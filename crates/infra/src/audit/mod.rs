//! Append-only audit log of terminal consumer outcomes.
//!
//! Every consumed message ends in exactly one entry: `Processed` when its handler
//! succeeded, `DeadLettered` when it was diverted. Entries are never updated or
//! deleted here; retention is an operational concern.
//!
//! Delivery is at-least-once, so a message may appear more than once (e.g. a
//! crash between append and ack). `entries_for_message` is the idempotency check.

mod in_memory;
mod postgres;

use std::str::FromStr;
use std::sync::Arc;

use async_trait::async_trait;
use chrono::{DateTime, Utc};
use serde::{Deserialize, Serialize};
use serde_json::Value as JsonValue;

use stockrelay_core::MessageId;
use stockrelay_events::Delivery;

pub use in_memory::InMemoryAuditLog;
pub use postgres::PostgresAuditLog;

#[derive(Debug, Clone, Copy, PartialEq, Eq, Hash, Serialize, Deserialize)]
#[serde(rename_all = "snake_case")]
pub enum AuditOutcome {
    Processed,
    DeadLettered,
}

impl AuditOutcome {
    pub fn as_str(&self) -> &'static str {
        match self {
            AuditOutcome::Processed => "processed",
            AuditOutcome::DeadLettered => "dead_lettered",
        }
    }
}

impl FromStr for AuditOutcome {
    type Err = AuditError;

    fn from_str(s: &str) -> Result<Self, Self::Err> {
        match s {
            "processed" => Ok(AuditOutcome::Processed),
            "dead_lettered" => Ok(AuditOutcome::DeadLettered),
            other => Err(AuditError::Corrupt(format!("unknown audit outcome: {other}"))),
        }
    }
}

impl core::fmt::Display for AuditOutcome {
    fn fmt(&self, f: &mut core::fmt::Formatter<'_>) -> core::fmt::Result {
        f.write_str(self.as_str())
    }
}

/// Store-assigned entry identifier.
#[derive(Debug, Clone, Copy, PartialEq, Eq, Hash, PartialOrd, Ord, Serialize, Deserialize)]
#[serde(transparent)]
pub struct AuditEntryId(pub i64);

impl core::fmt::Display for AuditEntryId {
    fn fmt(&self, f: &mut core::fmt::Formatter<'_>) -> core::fmt::Result {
        core::fmt::Display::fmt(&self.0, f)
    }
}

/// What gets written for one terminal outcome.
#[derive(Debug, Clone, PartialEq, Serialize, Deserialize)]
#[serde(rename_all = "camelCase")]
pub struct AuditRecord {
    pub message_id: MessageId,
    pub event_type: String,
    pub routing_key: String,
    pub source_queue: String,
    /// Verbatim envelope payload.
    pub payload: JsonValue,
    /// Deliveries handled for this message, including the final one.
    pub attempts: u32,
    pub received_at: DateTime<Utc>,
    pub outcome: AuditOutcome,
    #[serde(default, skip_serializing_if = "Option::is_none")]
    pub error_detail: Option<String>,
}

impl AuditRecord {
    pub fn processed(delivery: &Delivery, attempts: u32, received_at: DateTime<Utc>) -> Self {
        Self::from_delivery(delivery, attempts, received_at, AuditOutcome::Processed, None)
    }

    pub fn dead_lettered(
        delivery: &Delivery,
        attempts: u32,
        received_at: DateTime<Utc>,
        reason: impl Into<String>,
    ) -> Self {
        Self::from_delivery(
            delivery,
            attempts,
            received_at,
            AuditOutcome::DeadLettered,
            Some(reason.into()),
        )
    }

    fn from_delivery(
        delivery: &Delivery,
        attempts: u32,
        received_at: DateTime<Utc>,
        outcome: AuditOutcome,
        error_detail: Option<String>,
    ) -> Self {
        let envelope = delivery.envelope();
        Self {
            message_id: envelope.message_id(),
            event_type: envelope.event_type().to_string(),
            routing_key: envelope.routing_key().to_string(),
            source_queue: delivery.queue().to_string(),
            payload: envelope.payload().clone(),
            attempts,
            received_at,
            outcome,
            error_detail,
        }
    }
}

#[derive(Debug, Clone, PartialEq, Serialize, Deserialize)]
pub struct AuditLogEntry {
    pub id: AuditEntryId,
    #[serde(flatten)]
    pub record: AuditRecord,
}

/// Filter for reading the log back. Results come oldest first.
#[derive(Debug, Clone, PartialEq, Eq)]
pub struct AuditQuery {
    pub outcome: Option<AuditOutcome>,
    pub event_type: Option<String>,
    pub message_id: Option<MessageId>,
    pub limit: usize,
}

impl Default for AuditQuery {
    fn default() -> Self {
        Self {
            outcome: None,
            event_type: None,
            message_id: None,
            limit: 100,
        }
    }
}

impl AuditQuery {
    pub fn new() -> Self {
        Self::default()
    }

    pub fn outcome(mut self, outcome: AuditOutcome) -> Self {
        self.outcome = Some(outcome);
        self
    }

    pub fn event_type(mut self, event_type: impl Into<String>) -> Self {
        self.event_type = Some(event_type.into());
        self
    }

    pub fn message_id(mut self, message_id: MessageId) -> Self {
        self.message_id = Some(message_id);
        self
    }

    pub fn limit(mut self, limit: usize) -> Self {
        self.limit = limit;
        self
    }

    pub fn matches(&self, record: &AuditRecord) -> bool {
        self.outcome.is_none_or(|o| o == record.outcome)
            && self
                .event_type
                .as_deref()
                .is_none_or(|t| t == record.event_type)
            && self.message_id.is_none_or(|id| id == record.message_id)
    }
}

#[derive(Debug, Clone, PartialEq, Eq, thiserror::Error)]
pub enum AuditError {
    #[error("audit storage error: {0}")]
    Storage(String),

    #[error("audit record rejected by store: {0}")]
    Rejected(String),

    #[error("corrupt audit row: {0}")]
    Corrupt(String),
}

#[async_trait]
pub trait AuditLog: Send + Sync {
    /// Append one record; the store assigns the id.
    async fn append(&self, record: AuditRecord) -> Result<AuditEntryId, AuditError>;

    async fn query(&self, query: &AuditQuery) -> Result<Vec<AuditLogEntry>, AuditError>;

    async fn count(&self, outcome: AuditOutcome) -> Result<u64, AuditError>;

    /// Every entry recorded for one message id.
    async fn entries_for_message(
        &self,
        message_id: MessageId,
    ) -> Result<Vec<AuditLogEntry>, AuditError> {
        self.query(&AuditQuery::new().message_id(message_id).limit(usize::MAX))
            .await
    }
}

#[async_trait]
impl<L> AuditLog for Arc<L>
where
    L: AuditLog + ?Sized,
{
    async fn append(&self, record: AuditRecord) -> Result<AuditEntryId, AuditError> {
        (**self).append(record).await
    }

    async fn query(&self, query: &AuditQuery) -> Result<Vec<AuditLogEntry>, AuditError> {
        (**self).query(query).await
    }

    async fn count(&self, outcome: AuditOutcome) -> Result<u64, AuditError> {
        (**self).count(outcome).await
    }

    async fn entries_for_message(
        &self,
        message_id: MessageId,
    ) -> Result<Vec<AuditLogEntry>, AuditError> {
        (**self).entries_for_message(message_id).await
    }
}
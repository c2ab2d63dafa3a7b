//! In-memory topic broker for tests/dev.

use std::collections::{HashMap, VecDeque};
use std::sync::{Arc, Mutex, MutexGuard};
use std::time::Duration;

use async_trait::async_trait;
use tokio::sync::Notify;
use tracing::{debug, trace};

use crate::bus::{Broker, BrokerError, Delivery, QueueBinding};
use crate::envelope::EventEnvelope;
use crate::topic;

#[derive(Debug, Default)]
struct QueueState {
    ready: VecDeque<EventEnvelope>,
    unacked: HashMap<u64, EventEnvelope>,
    /// Redeliveries waiting for their delay to elapse.
    scheduled: usize,
    notify: Arc<Notify>,
}

#[derive(Debug, Default)]
struct BrokerState {
    /// exchange -> [(binding key, queue)]
    exchanges: HashMap<String, Vec<(String, String)>>,
    queues: HashMap<String, QueueState>,
    next_tag: u64,
    closed: bool,
}

/// In-memory topic broker.
///
/// - Topic exchanges with `*` / `#` bindings
/// - FIFO queues, unacked deliveries tracked by tag
/// - Delayed redelivery with `attempt + 1`
/// - `close()` wakes every receiver with `None`
#[derive(Debug, Clone, Default)]
pub struct InMemoryBroker {
    state: Arc<Mutex<BrokerState>>,
}

impl InMemoryBroker {
    pub fn new() -> Self {
        Self::default()
    }

    pub fn arc() -> Arc<Self> {
        Arc::new(Self::new())
    }

    fn lock(&self) -> Result<MutexGuard<'_, BrokerState>, BrokerError> {
        self.state.lock().map_err(|_| BrokerError::Poisoned)
    }

    /// Stop the broker: pending receivers (and future ones) get `None`.
    pub fn close(&self) {
        if let Ok(mut state) = self.state.lock() {
            state.closed = true;
            for queue in state.queues.values() {
                queue.notify.notify_waiters();
            }
        }
    }

    /// Messages ready for delivery on `queue`.
    pub fn queue_depth(&self, queue: &str) -> usize {
        self.with_queue(queue, |q| q.ready.len())
    }

    /// Messages delivered but not yet acknowledged or redelivered.
    pub fn unacked_count(&self, queue: &str) -> usize {
        self.with_queue(queue, |q| q.unacked.len())
    }

    /// Redeliveries still waiting for their delay.
    pub fn scheduled_count(&self, queue: &str) -> usize {
        self.with_queue(queue, |q| q.scheduled)
    }

    /// Nothing ready, in flight or scheduled on `queue`.
    pub fn is_drained(&self, queue: &str) -> bool {
        self.with_queue(queue, |q| q.ready.is_empty() && q.unacked.is_empty() && q.scheduled == 0)
    }

    fn with_queue<T: Default>(&self, queue: &str, f: impl FnOnce(&QueueState) -> T) -> T {
        self.state
            .lock()
            .ok()
            .and_then(|state| state.queues.get(queue).map(f))
            .unwrap_or_default()
    }
}

fn push_ready(queue: &mut QueueState, envelope: EventEnvelope) {
    queue.ready.push_back(envelope);
    queue.notify.notify_one();
}

#[async_trait]
impl Broker for InMemoryBroker {
    async fn declare_exchange(&self, exchange: &str) -> Result<(), BrokerError> {
        let mut state = self.lock()?;
        state.exchanges.entry(exchange.to_string()).or_default();
        Ok(())
    }

    async fn bind_queue(&self, binding: &QueueBinding) -> Result<(), BrokerError> {
        let mut state = self.lock()?;
        let bindings = state
            .exchanges
            .get_mut(&binding.exchange)
            .ok_or_else(|| BrokerError::UnknownExchange(binding.exchange.clone()))?;

        let entry = (binding.binding_key.clone(), binding.queue.clone());
        if !bindings.contains(&entry) {
            bindings.push(entry);
        }
        state.queues.entry(binding.queue.clone()).or_default();
        Ok(())
    }

    async fn publish(&self, exchange: &str, envelope: &EventEnvelope) -> Result<(), BrokerError> {
        let mut state = self.lock()?;
        if state.closed {
            return Err(BrokerError::Connection("broker closed".to_string()));
        }

        let BrokerState {
            exchanges, queues, ..
        } = &mut *state;
        let bindings = exchanges
            .get(exchange)
            .ok_or_else(|| BrokerError::UnknownExchange(exchange.to_string()))?;

        let mut routed = 0usize;
        for (binding_key, queue_name) in bindings {
            if !topic::matches(binding_key, envelope.routing_key()) {
                continue;
            }
            if let Some(queue) = queues.get_mut(queue_name) {
                push_ready(queue, envelope.clone());
                routed += 1;
            }
        }

        if routed == 0 {
            debug!(
                exchange,
                routing_key = envelope.routing_key(),
                "message unroutable; dropped"
            );
        }
        Ok(())
    }

    async fn receive(&self, queue: &str) -> Result<Option<Delivery>, BrokerError> {
        let notify = {
            let state = self.lock()?;
            let q = state
                .queues
                .get(queue)
                .ok_or_else(|| BrokerError::UnknownQueue(queue.to_string()))?;
            Arc::clone(&q.notify)
        };

        loop {
            // Registered before the state check, so a publish or close that lands
            // between the check and the wait still wakes this receiver.
            let notified = notify.notified();
            tokio::pin!(notified);
            notified.as_mut().enable();

            {
                let mut state = self.lock()?;
                if state.closed {
                    return Ok(None);
                }

                let BrokerState {
                    queues, next_tag, ..
                } = &mut *state;
                let q = queues
                    .get_mut(queue)
                    .ok_or_else(|| BrokerError::UnknownQueue(queue.to_string()))?;

                if let Some(envelope) = q.ready.pop_front() {
                    *next_tag += 1;
                    let tag = *next_tag;
                    q.unacked.insert(tag, envelope.clone());
                    return Ok(Some(Delivery::new(queue, tag, envelope)));
                }
            }

            notified.await;
        }
    }

    async fn ack(&self, delivery: &Delivery) -> Result<(), BrokerError> {
        let mut state = self.lock()?;
        let q = state
            .queues
            .get_mut(delivery.queue())
            .ok_or_else(|| BrokerError::UnknownQueue(delivery.queue().to_string()))?;

        q.unacked
            .remove(&delivery.tag())
            .map(|_| ())
            .ok_or_else(|| BrokerError::UnknownDelivery {
                queue: delivery.queue().to_string(),
                tag: delivery.tag(),
            })
    }

    async fn redeliver(&self, delivery: Delivery, delay: Duration) -> Result<(), BrokerError> {
        let queue_name = delivery.queue().to_string();
        let tag = delivery.tag();

        let envelope = {
            let mut state = self.lock()?;
            let q = state
                .queues
                .get_mut(&queue_name)
                .ok_or_else(|| BrokerError::UnknownQueue(queue_name.clone()))?;
            let original = q
                .unacked
                .remove(&tag)
                .ok_or_else(|| BrokerError::UnknownDelivery {
                    queue: queue_name.clone(),
                    tag,
                })?;
            let envelope = original.redelivered();

            if delay.is_zero() {
                push_ready(q, envelope);
                return Ok(());
            }
            q.scheduled += 1;
            envelope
        };

        trace!(queue = %queue_name, ?delay, attempt = envelope.attempt(), "redelivery scheduled");

        let shared = Arc::clone(&self.state);
        tokio::spawn(async move {
            tokio::time::sleep(delay).await;
            if let Ok(mut state) = shared.lock() {
                let closed = state.closed;
                if let Some(q) = state.queues.get_mut(&queue_name) {
                    q.scheduled = q.scheduled.saturating_sub(1);
                    if !closed {
                        push_ready(q, envelope);
                    }
                }
            }
        });

        Ok(())
    }
}
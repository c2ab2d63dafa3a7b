//! Domain error model.

use thiserror::Error;

/// Result type used by event contracts.
pub type DomainResult<T> = Result<T, DomainError>;

/// Domain-level error.
///
/// Deterministic failures only (validation, malformed identifiers). Broker and
/// storage failures have their own error types in the infrastructure crate.
#[derive(Debug, Error, Clone, PartialEq, Eq)]
pub enum DomainError {
    /// A value failed validation (e.g. empty product name).
    #[error("validation failed: {0}")]
    Validation(String),

    /// An identifier could not be parsed.
    #[error("invalid identifier: {0}")]
    InvalidId(String),
}

impl DomainError {
    pub fn validation(msg: impl Into<String>) -> Self {
        Self::Validation(msg.into())
    }

    pub fn invalid_id(msg: impl Into<String>) -> Self {
        Self::InvalidId(msg.into())
    }
}
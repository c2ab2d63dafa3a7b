use std::sync::{PoisonError, RwLock};

use async_trait::async_trait;

use super::{AuditEntryId, AuditError, AuditLog, AuditLogEntry, AuditOutcome, AuditQuery, AuditRecord};

/// In-memory audit log for tests/dev. Ids start at 1 and increase by one.
#[derive(Debug, Default)]
pub struct InMemoryAuditLog {
    entries: RwLock<Vec<AuditLogEntry>>,
}

impl InMemoryAuditLog {
    pub fn new() -> Self {
        Self::default()
    }

    /// Copy of every entry, oldest first.
    pub fn entries(&self) -> Vec<AuditLogEntry> {
        self.entries
            .read()
            .unwrap_or_else(PoisonError::into_inner)
            .clone()
    }

    pub fn len(&self) -> usize {
        self.entries.read().unwrap_or_else(PoisonError::into_inner).len()
    }

    pub fn is_empty(&self) -> bool {
        self.len() == 0
    }
}

#[async_trait]
impl AuditLog for InMemoryAuditLog {
    async fn append(&self, record: AuditRecord) -> Result<AuditEntryId, AuditError> {
        let mut entries = self
            .entries
            .write()
            .map_err(|_| AuditError::Storage("audit log lock poisoned".to_string()))?;
        let id = AuditEntryId(entries.len() as i64 + 1);
        entries.push(AuditLogEntry { id, record });
        Ok(id)
    }

    async fn query(&self, query: &AuditQuery) -> Result<Vec<AuditLogEntry>, AuditError> {
        let entries = self
            .entries
            .read()
            .map_err(|_| AuditError::Storage("audit log lock poisoned".to_string()))?;
        Ok(entries
            .iter()
            .filter(|entry| query.matches(&entry.record))
            .take(query.limit)
            .cloned()
            .collect())
    }

    async fn count(&self, outcome: AuditOutcome) -> Result<u64, AuditError> {
        let entries = self
            .entries
            .read()
            .map_err(|_| AuditError::Storage("audit log lock poisoned".to_string()))?;
        Ok(entries
            .iter()
            .filter(|entry| entry.record.outcome == outcome)
            .count() as u64)
    }
}
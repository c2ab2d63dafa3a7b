//! Broker publish/consume abstraction (mechanics only).
//!
//! This module models a **topic-exchange broker**:
//!
//! ```text
//! publisher ─publish(exchange, envelope)─▶ exchange ─routing key match─▶ queue(s) ─receive─▶ consumer
//!                                                                           ▲                  │
//!                                                                           └──redeliver(+1)───┤
//!                                                                                  ack ◀───────┘
//! ```
//!
//! ## Delivery Guarantees
//!
//! - **At-least-once**: a received message stays unacknowledged until `ack`; it may be
//!   delivered again after a crash or an explicit `redeliver`.
//! - **Attempt counter**: `redeliver` hands the message back with `attempt + 1`, so a
//!   consumer reads the attempt number from the envelope instead of owning it.
//! - **Ordering**: FIFO per queue. Nothing is guaranteed across queues.
//!
//! ## Thread Safety
//!
//! Implementations are shared across publishers and consumer loops (`Send + Sync`);
//! connection pooling, if any, is the implementation's concern.

use std::sync::Arc;
use std::time::Duration;

use async_trait::async_trait;
use serde::{Deserialize, Serialize};

use crate::envelope::EventEnvelope;

#[derive(Debug, Clone, PartialEq, Eq, thiserror::Error)]
pub enum BrokerError {
    #[error("broker connection error: {0}")]
    Connection(String),

    #[error("exchange not declared: {0}")]
    UnknownExchange(String),

    #[error("queue not declared: {0}")]
    UnknownQueue(String),

    #[error("unknown delivery tag {tag} on queue {queue}")]
    UnknownDelivery { queue: String, tag: u64 },

    #[error("broker rejected message: {0}")]
    Rejected(String),

    /// Internal lock poisoning (in-process brokers).
    #[error("broker state poisoned")]
    Poisoned,
}

/// A durable queue bound to an exchange with a binding key pattern.
#[derive(Debug, Clone, PartialEq, Eq, Hash, Serialize, Deserialize)]
pub struct QueueBinding {
    pub exchange: String,
    pub queue: String,
    /// Topic pattern (`*` = exactly one word, `#` = zero or more words).
    pub binding_key: String,
}

impl QueueBinding {
    pub fn new(
        exchange: impl Into<String>,
        queue: impl Into<String>,
        binding_key: impl Into<String>,
    ) -> Self {
        Self {
            exchange: exchange.into(),
            queue: queue.into(),
            binding_key: binding_key.into(),
        }
    }
}

/// A message handed to a consumer, awaiting `ack` or `redeliver`.
#[derive(Debug, Clone)]
pub struct Delivery {
    queue: String,
    tag: u64,
    envelope: EventEnvelope,
}

impl Delivery {
    pub fn new(queue: impl Into<String>, tag: u64, envelope: EventEnvelope) -> Self {
        Self {
            queue: queue.into(),
            tag,
            envelope,
        }
    }

    pub fn queue(&self) -> &str {
        &self.queue
    }

    /// Broker-assigned delivery tag (unique per delivery, not per message).
    pub fn tag(&self) -> u64 {
        self.tag
    }

    pub fn envelope(&self) -> &EventEnvelope {
        &self.envelope
    }

    pub fn into_envelope(self) -> EventEnvelope {
        self.envelope
    }
}

/// Topic-exchange broker client.
///
/// `publish` returning `Ok` means the broker **accepted** the message; it says
/// nothing about consumers. Unroutable messages (no matching binding) are accepted
/// and dropped, like an AMQP topic exchange without the mandatory flag.
#[async_trait]
pub trait Broker: Send + Sync {
    /// Declare a topic exchange (idempotent).
    async fn declare_exchange(&self, exchange: &str) -> Result<(), BrokerError>;

    /// Declare a durable queue and bind it to an exchange (idempotent).
    async fn bind_queue(&self, binding: &QueueBinding) -> Result<(), BrokerError>;

    /// Publish an envelope to an exchange using its routing key.
    async fn publish(&self, exchange: &str, envelope: &EventEnvelope) -> Result<(), BrokerError>;

    /// Wait for the next message on a queue.
    ///
    /// Returns `Ok(None)` once the broker is closed. Must be cancel-safe: dropping
    /// the future never loses a message.
    async fn receive(&self, queue: &str) -> Result<Option<Delivery>, BrokerError>;

    /// Acknowledge a delivery (removes the message for good).
    async fn ack(&self, delivery: &Delivery) -> Result<(), BrokerError>;

    /// Return a delivery to its queue after `delay`, with `attempt + 1`.
    async fn redeliver(&self, delivery: Delivery, delay: Duration) -> Result<(), BrokerError>;
}

#[async_trait]
impl<B> Broker for Arc<B>
where
    B: Broker + ?Sized,
{
    async fn declare_exchange(&self, exchange: &str) -> Result<(), BrokerError> {
        (**self).declare_exchange(exchange).await
    }

    async fn bind_queue(&self, binding: &QueueBinding) -> Result<(), BrokerError> {
        (**self).bind_queue(binding).await
    }

    async fn publish(&self, exchange: &str, envelope: &EventEnvelope) -> Result<(), BrokerError> {
        (**self).publish(exchange, envelope).await
    }

    async fn receive(&self, queue: &str) -> Result<Option<Delivery>, BrokerError> {
        (**self).receive(queue).await
    }

    async fn ack(&self, delivery: &Delivery) -> Result<(), BrokerError> {
        (**self).ack(delivery).await
    }

    async fn redeliver(&self, delivery: Delivery, delay: Duration) -> Result<(), BrokerError> {
        (**self).redeliver(delivery, delay).await
    }
}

*TASK PROMPT*.
A verbatim transcription is needed of the lines above, starting at the line with "let original = q" and ending at the line with "let envelope = original.redelivered();", both included, and of nothing else.

*THE ANSWER*.
            let original = q
                .unacked
                .remove(&tag)
                .ok_or_else(|| BrokerError::UnknownDelivery {
                    queue: queue_name.clone(),
                    tag,
                })?;
            let envelope = original.redelivered();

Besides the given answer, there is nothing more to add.